Au XIXè siècle, le début de la conquête coloniale fait de l'Afrique du nord une nouvelle zone de relégation. L'armée française y implante des bagnes militaires qui lui permettent de se débarrasser de ses "mauvais sujets". le parcours est simple les mauvaises personnes où jeunes gens n'ayant pas grand chose à se reprocher mais aussi des "communards" tout ce qui peut gêner une société bourgeoise qui se sert d'une armée pourrie jusqu'à la moëlle, d'une dureté, d'une injustice invraisemblable (point d'orgue la guerre de 14 où des millions de pauvres bougres seront précipités dans des cercueils tranchées) sont exclus, rejetés en Afrique du Nord dans les Bat'd'Af (Bataillons d'infanterie légère d'Afrique). L'armée française refoule donc les mauvaises têtes dans ce vaste archipel pénitentiaire, éparpillé en chantiers ou camps itinérants intimement liés à l'avancée de la colonisation. Froissard/Darien commence en France mais s'ennuie tellement qu'il faute : c'est les Bat'd'Af puis trop de punitions par insoumission dans son régiment lui valent trois ans en bataillon disciplinaire après un conseil de corps expéditif en forme de double peine. "Fatalitas" nous crie Chéri Bibi depuis Cayenne : c'est BIRIBI !


Or, la discipline ― on l'a dit ― la discipline, c'est la peur. Il faut que le soldat ait plus peur de ce qui est derrière lui que de ce qui est devant lui ; il faut qu'il ait plus peur du peloton d'exécution que de l'ennemi qu'il a à combattre.

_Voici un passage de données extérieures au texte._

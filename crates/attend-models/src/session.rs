//! Session lifecycle state and status snapshots.

use std::collections::BTreeMap;
use std::fmt;
use std::str::FromStr;

use chrono::{DateTime, Local, NaiveDate, Utc};
use schemars::JsonSchema;
use serde::{Deserialize, Serialize};
use thiserror::Error;

use crate::identity::IdentityId;

/// Lifecycle state of an attendance session.
#[derive(Debug, Clone, Copy, PartialEq, Eq, Hash, Serialize, Deserialize, JsonSchema, Default)]
#[serde(rename_all = "snake_case")]
pub enum SessionState {
    /// No session is active
    #[default]
    Idle,
    /// A worker is pulling frames and confirming identities
    Running,
    /// Stop was requested; the worker has not exited yet
    Stopping,
}

impl SessionState {
    /// Get string representation of the state.
    pub fn as_str(&self) -> &'static str {
        match self {
            SessionState::Idle => "idle",
            SessionState::Running => "running",
            SessionState::Stopping => "stopping",
        }
    }
}

impl fmt::Display for SessionState {
    fn fmt(&self, f: &mut fmt::Formatter<'_>) -> fmt::Result {
        write!(f, "{}", self.as_str())
    }
}

/// Error returned when a session date is not `YYYY-MM-DD`.
#[derive(Debug, Error)]
#[error("Invalid session date '{input}': expected YYYY-MM-DD")]
pub struct SessionDateError {
    pub input: String,
}

/// Calendar date an attendance session belongs to.
///
/// Serialized as `YYYY-MM-DD`, which is also the attendance document key.
#[derive(Debug, Clone, Copy, PartialEq, Eq, Hash, PartialOrd, Ord, Serialize, Deserialize, JsonSchema)]
#[serde(transparent)]
pub struct SessionDate(pub NaiveDate);

impl SessionDate {
    /// Today's date in the local timezone.
    pub fn today() -> Self {
        Self(Local::now().date_naive())
    }

    /// Parse a `YYYY-MM-DD` string.
    pub fn parse(input: &str) -> Result<Self, SessionDateError> {
        NaiveDate::parse_from_str(input.trim(), "%Y-%m-%d")
            .map(Self)
            .map_err(|_| SessionDateError {
                input: input.to_string(),
            })
    }

    /// Document key form (`YYYY-MM-DD`).
    pub fn as_key(&self) -> String {
        self.0.format("%Y-%m-%d").to_string()
    }
}

impl FromStr for SessionDate {
    type Err = SessionDateError;

    fn from_str(s: &str) -> Result<Self, Self::Err> {
        Self::parse(s)
    }
}

impl fmt::Display for SessionDate {
    fn fmt(&self, f: &mut fmt::Formatter<'_>) -> fmt::Result {
        write!(f, "{}", self.0.format("%Y-%m-%d"))
    }
}

/// Point-in-time snapshot of the session controller.
#[derive(Debug, Clone, PartialEq, Serialize, Deserialize, JsonSchema, Default)]
#[serde(rename_all = "camelCase")]
pub struct SessionStatus {
    /// Current lifecycle state
    pub state: SessionState,
    /// Date of the current or most recent session
    pub session_date: Option<SessionDate>,
    /// Confirmed identities, in confirmation order
    pub confirmed: Vec<IdentityId>,
    /// Display name of each confirmed identity
    pub last_seen: BTreeMap<IdentityId, String>,
    /// When the session started
    pub started_at: Option<DateTime<Utc>>,
    /// When the worker exited
    pub stopped_at: Option<DateTime<Utc>>,
    /// Frames pulled from the camera this session
    pub frame_count: u64,
    /// Smoothed preview frame rate
    pub fps: f64,
    /// Most recent failure, if any
    pub error: Option<String>,
    /// Whether a gallery blob exists on disk
    pub embeddings_available: bool,
    /// Whether a presence store is configured
    pub store_available: bool,
}

impl SessionStatus {
    /// Check if `id` has been confirmed this session.
    pub fn is_confirmed(&self, id: &IdentityId) -> bool {
        self.confirmed.iter().any(|c| c == id)
    }
}

/// Result of a `start` request.
#[derive(Debug, Clone, PartialEq, Eq, Serialize, Deserialize, JsonSchema)]
pub struct StartOutcome {
    pub ok: bool,
    #[serde(skip_serializing_if = "Option::is_none")]
    pub date: Option<SessionDate>,
    #[serde(skip_serializing_if = "Option::is_none")]
    pub reason: Option<String>,
}

impl StartOutcome {
    /// Session started for `date`.
    pub fn started(date: SessionDate) -> Self {
        Self {
            ok: true,
            date: Some(date),
            reason: None,
        }
    }

    /// Start was refused.
    pub fn refused(reason: impl Into<String>) -> Self {
        Self {
            ok: false,
            date: None,
            reason: Some(reason.into()),
        }
    }
}

/// Result of a `stop` request.
#[derive(Debug, Clone, PartialEq, Eq, Serialize, Deserialize, JsonSchema)]
pub struct StopOutcome {
    pub ok: bool,
    #[serde(skip_serializing_if = "Option::is_none")]
    pub reason: Option<String>,
}

impl StopOutcome {
    /// Stop was accepted.
    pub fn stopped() -> Self {
        Self {
            ok: true,
            reason: None,
        }
    }

    /// Stop was refused.
    pub fn refused(reason: impl Into<String>) -> Self {
        Self {
            ok: false,
            reason: Some(reason.into()),
        }
    }
}
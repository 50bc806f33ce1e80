//! Firestore integration tests.

use attend_firestore::{FirestoreClient, FromFirestoreValue, PresenceRepository};
use attend_models::{IdentityId, PresenceRecord, SessionDate};

/// Test Firestore connection.
#[tokio::test]
#[ignore = "requires Firestore credentials"]
async fn test_firestore_connection() {
    dotenvy::dotenv().ok();

    let client = FirestoreClient::from_env()
        .await
        .expect("Failed to create Firestore client");

    // Missing documents come back as None rather than an error
    let result = client.get_document("_health", "_check").await;
    assert!(result.is_ok(), "Unexpected error: {:?}", result.err());
}

/// Committing the same presence twice leaves one present record.
#[tokio::test]
#[ignore = "requires Firestore credentials"]
async fn test_presence_commit_is_idempotent() {
    dotenvy::dotenv().ok();

    let client = FirestoreClient::from_env()
        .await
        .expect("Failed to create Firestore client");
    let repo = PresenceRepository::new(client);

    let date = SessionDate::parse("2000-01-01").unwrap();
    let id = IdentityId::from("ITEST001");
    let record = PresenceRecord::camera(date, id.clone(), "INTEGRATION TEST")
        .with_class_label(Some("integration".to_string()));

    repo.commit(&record).await.expect("First commit failed");
    repo.commit(&record).await.expect("Second commit failed");

    let doc = repo
        .get(&date, &id)
        .await
        .expect("Failed to read record")
        .expect("Record missing after commit");
    let fields = doc.fields.expect("Record has no fields");

    let status = fields.get("status").and_then(String::from_firestore_value);
    assert_eq!(status.as_deref(), Some("present"));
    let roll_no = fields.get("rollNo").and_then(String::from_firestore_value);
    assert_eq!(roll_no.as_deref(), Some("ITEST001"));
}
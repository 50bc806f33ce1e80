//! Presence records written to the attendance store.

use std::fmt;

use schemars::JsonSchema;
use serde::{Deserialize, Serialize};

use crate::identity::IdentityId;
use crate::session::SessionDate;

/// Attendance status written for a record.
#[derive(Debug, Clone, Copy, PartialEq, Eq, Hash, Serialize, Deserialize, JsonSchema, Default)]
#[serde(rename_all = "lowercase")]
pub enum PresenceStatus {
    #[default]
    Present,
}

impl PresenceStatus {
    pub fn as_str(&self) -> &'static str {
        match self {
            PresenceStatus::Present => "present",
        }
    }
}

impl fmt::Display for PresenceStatus {
    fn fmt(&self, f: &mut fmt::Formatter<'_>) -> fmt::Result {
        write!(f, "{}", self.as_str())
    }
}

/// Where a presence record came from.
#[derive(Debug, Clone, Copy, PartialEq, Eq, Hash, Serialize, Deserialize, JsonSchema, Default)]
#[serde(rename_all = "lowercase")]
pub enum PresenceSource {
    #[default]
    Camera,
}

impl PresenceSource {
    pub fn as_str(&self) -> &'static str {
        match self {
            PresenceSource::Camera => "camera",
        }
    }
}

impl fmt::Display for PresenceSource {
    fn fmt(&self, f: &mut fmt::Formatter<'_>) -> fmt::Result {
        write!(f, "{}", self.as_str())
    }
}

/// One identity marked present for one session date.
///
/// Stored at `attendance/{date}/records/{rollNo}`. Only these fields, plus a
/// store-assigned `updatedAt`, are written; other fields on an existing
/// record (e.g. an on-duty type) are left untouched.
#[derive(Debug, Clone, PartialEq, Eq, Serialize, Deserialize, JsonSchema)]
#[serde(rename_all = "camelCase")]
pub struct PresenceRecord {
    pub date: SessionDate,
    pub roll_no: IdentityId,
    pub name: String,
    pub status: PresenceStatus,
    pub source: PresenceSource,
    /// Optional class label stamped on the day's summary document
    #[serde(default, skip_serializing_if = "Option::is_none")]
    pub class_label: Option<String>,
}

impl PresenceRecord {
    /// Camera-sourced presence for `roll_no`.
    pub fn camera(date: SessionDate, roll_no: IdentityId, name: impl Into<String>) -> Self {
        Self {
            date,
            roll_no,
            name: name.into(),
            status: PresenceStatus::Present,
            source: PresenceSource::Camera,
            class_label: None,
        }
    }

    /// Attach a class label.
    pub fn with_class_label(mut self, label: Option<String>) -> Self {
        self.class_label = label.filter(|l| !l.trim().is_empty());
        self
    }
}

#[cfg(test)]
mod tests {
    use super::*;

    #[test]
    fn test_camera_record_defaults() {
        let date = SessionDate::parse("2026-02-20").unwrap();
        let record = PresenceRecord::camera(date, IdentityId::from("24CS071"), "HARI VIGNESH");
        assert_eq!(record.status, PresenceStatus::Present);
        assert_eq!(record.source, PresenceSource::Camera);
        assert!(record.class_label.is_none());
    }

    #[test]
    fn test_blank_class_label_is_dropped() {
        let date = SessionDate::parse("2026-02-20").unwrap();
        let record = PresenceRecord::camera(date, IdentityId::from("24CS071"), "HARI")
            .with_class_label(Some("  ".to_string()));
        assert!(record.class_label.is_none());
    }

    #[test]
    fn test_serialized_keys() {
        let date = SessionDate::parse("2026-02-20").unwrap();
        let record = PresenceRecord::camera(date, IdentityId::from("24CS071"), "HARI");
        let json = serde_json::to_value(&record).unwrap();
        assert_eq!(json["rollNo"], "24CS071");
        assert_eq!(json["status"], "present");
        assert_eq!(json["source"], "camera");
        assert!(json.get("classLabel").is_none());
    }
}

C'est la peur. le soldat doit avoir peur de ses chefs. Il lui est défendu de rire lorsqu'il voit Matamore se démasquer et Tranche-Montagne se métamorphoser en Ramollot. Il lui est défendu de s'indigner quand il voit commettre ces vilenies ou ces injustices qui vous soulèvent le coeur. Il lui est défendu de parler et même de penser, ses chefs ayant seuls le droit de le faire et le faisant pour lui. Et s'il rit, s'il s'indigne, s'il parle, s'il pense, s'il n'a pas peur, alors malheur à lui ! C'est un indiscipliné : disciplinons-le ! c'est un insurgé : matons-le ! Donnons un exemple aux autres ! ― Au bagne ! ― À Biribi !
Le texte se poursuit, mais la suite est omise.